Seorang anggota Komisi D DPRD Kabupaten Jember, Achmad Syahri Assidiqi, mengakui kesalahannya setelah video dirinya viral karena bermain game sambil merokok di saat Rapat Dengar Pendapat (RDP). Dalam sebuah pernyataan, Syahri menyatakan bahwa tindakannya itu merupakan kekhilafan yang harus ditanggung secara moral dan etik.
Syahri, dalam pengakuannya, mengaku siap menerima sanksi baik dari Partai Gerindra maupun dari lembaga DPRD yang menaunginya. Ia menyadari bahwa perilakunya tersebut tidak mencerminkan seorang wakil rakyat yang seharusnya bersikap profesional dalam menghadapi rapat resmi.
“Saya sangat menyesal dengan tindakan yang telah saya lakukan. Semoga kejadian ini menjadi pelajaran berharga bagi diri saya dan juga bagi masyarakat,” kata Syahri dalam video yang dirilis.
Etika dan Tanggung Jawab Anggota Dewan di Ranah Publik
Anggota DPRD, sebagai wakil rakyat, memiliki tanggung jawab besar terhadap masyarakat yang diwakilinya. Tindakan tidak profesional seperti yang dilakukan Syahri melanggar kode etik yang harus dipegang oleh para anggota dewan. Kejadian ini pun memicu reaksi negatif dari banyak pihak, termasuk masyarakat yang merasa kecewa.
Ketua DPRD Jember, Abdul Halim, menegaskan bahwa tindakan etik harus diambil untuk memberikan efek jera bagi anggota dprd lain. Hal ini penting untuk menjaga marwah lembaga serta kepercayaan masyarakat terhadap institusi publik. “Kami tidak akan menolerir tindakan yang merugikan citra DPRD,” katanya.
Penegakan etika di lembaga legislatif ini mestinya menjadi perhatian utama. Jika tindakan serupa dibiarkan, maka akan sulit bagi masyarakat untuk meyakini bahwa wakil mereka komitmen dalam menjalankan tugas dengan baik. Publik pun berhak untuk menuntut sikap profesional dari para pemimpin yang mereka pilih.
Pernyataan Maaf dan Komitmen untuk Berubah
Setelah insiden tersebut, Syahri mengeluarkan pernyataan maaf yang ditujukan kepada masyarakat Jember, serta pimpinan Partai Gerindra. Dalam video tersebut, ia dengan tulus meminta maaf atas tindakan yang dianggap tidak pantas itu. “Saya memohon maaf, khususnya kepada masyarakat Jember yang merasa disappointed,” ungkapnya.
Syahri juga berjanji untuk tidak mengulangi kesalahan yang sama.

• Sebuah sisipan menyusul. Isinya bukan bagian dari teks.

// Copyright 2025-present Harīṣh Tummalachērla
// SPDX-License-Identifier: Apache-2.0

//! CLI definitions for the concordance command-line interface.
//!
//! Three subcommands, all reading a data directory that holds
//! `manifest.json` (the collections to index) and `history.json` (search
//! history, created on first search): `search` to query, `inspect` to look at
//! index statistics, and `history` to list or clear past queries.

pub mod display;

use std::path::PathBuf;

use clap::{ArgAction, Parser, Subcommand};

#[derive(Parser)]
#[command(
    name = "concordance",
    about = "Fuzzy search over a reference library of books, characters and chapters",
    version
)]
pub struct Cli {
    /// More log output (-v debug, -vv trace). RUST_LOG overrides this.
    #[arg(short, long, action = ArgAction::Count, global = true)]
    pub verbose: u8,

    #[command(subcommand)]
    pub command: Commands,
}

#[derive(Subcommand)]
pub enum Commands {
    /// Search every collection in the data directory
    Search {
        /// Directory containing manifest.json
        #[arg(short, long)]
        data: PathBuf,

        /// Search query
        query: String,

        /// Maximum number of results to return (default from config: 50)
        #[arg(short, long)]
        limit: Option<usize>,

        /// Skip this many ranked results
        #[arg(short, long, default_value = "0")]
        offset: usize,

        /// Only return results of this type (repeatable: --type book --type character)
        #[arg(long = "type")]
        types: Vec<String>,

        /// Print the full response as JSON instead of a table
        #[arg(long)]
        json: bool,
    },

    /// Show per-collection index statistics
    Inspect {
        /// Directory containing manifest.json
        #[arg(short, long)]
        data: PathBuf,
    },

    /// List recent searches
    History {
        /// Directory containing history.json
        #[arg(short, long)]
        data: PathBuf,

        /// Delete the saved history instead of listing it
        #[arg(long)]
        clear: bool,
    },
}
// Copyright 2025-present Harīṣh Tummalachērla
// SPDX-License-Identifier: Apache-2.0

//! English function words kept out of the word index.
//!
//! These words are too common to rank anything, and their trigrams ("the",
//! "and") would drag unrelated records into fuzzy results.

use std::collections::HashSet;
use std::sync::LazyLock;

use crate::util::normalize;

/// Stop words loaded from data/stop_words.json.
static STOP_WORDS: LazyLock<HashSet<String>> =
    LazyLock::new(|| parse_stop_words(include_str!("../../data/stop_words.json")));

/// Parse a JSON array of words, normalizing each one the same way indexed
/// text is normalized.
fn parse_stop_words(json: &str) -> HashSet<String> {
    match serde_json::from_str::<Vec<String>>(json) {
        Ok(words) => words
            .iter()
            .map(|w| normalize(w))
            .filter(|w| !w.is_empty())
            .collect(),
        Err(e) => {
            tracing::error!("bundled stop word list is invalid: {}", e);
            HashSet::new()
        }
    }
}

/// Check if a normalized token is a stop word.
#[inline]
pub fn is_stop_word(word: &str) -> bool {
    STOP_WORDS.contains(word)
}

/// Number of bundled stop words.
pub fn stop_word_count() -> usize {
    STOP_WORDS.len()
}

Ia mengungkapkan keinginannya untuk memperbaiki diri dan menjalani peran sebagai wakil rakyat dengan lebih baik. Komitmen ini penting untuk membawa perubahan positif baik dalam diri pribadi maupun lembaga.
Selain itu, ia berharap agar masyarakat bisa memaklumi kekhilafannya. Satu hal yang perlu dicatat adalah bahwa proses belajar tidak akan terhenti, dan setiap orang layak mendapatkan kesempatan kedua untuk memperbaiki diri.
Proses Disiplin di Partai dan Dewan
Ketua Majelis Kehormatan Partai Gerindra, Habiburokhman, mengungkapkan bahwa mereka akan memproses kasus ini secara internal. Pemanggilan Syahri untuk menghadapi sidang disiplin sudah dijadwalkan, dan ini adalah langkah serius yang diambil untuk menangani pelanggaran kode etik yang telah dilakukan. “Kami akan sidang pada hari Jumat di DPP, ini adalah bagian dari mekanisme partai,” imbuhnya.
Proses disiplin ini juga menunjukkan pentingnya akuntabilitas dan transparansi dalam politik. Masyarakat ingin memastikan bahwa tidak ada anggota dewan yang kebal hukum atau kebal terhadap sanksi dari partai. Dengan adanya proses ini, diharapkan etika dan norma dalam berpolitik dapat ditegakkan.
Sementara itu, publik menantikan tenggang waktu sanksi bagi Syahri, apakah hal ini akan berakibat pada posisinya di DPRD atau bahkan di partai. Keputusan dari Partai Gerindra dan DPRD Jember akan menjadi perhatian yang besar bagi masyarakat serta menjadi contoh bagi anggota dewan lainnya.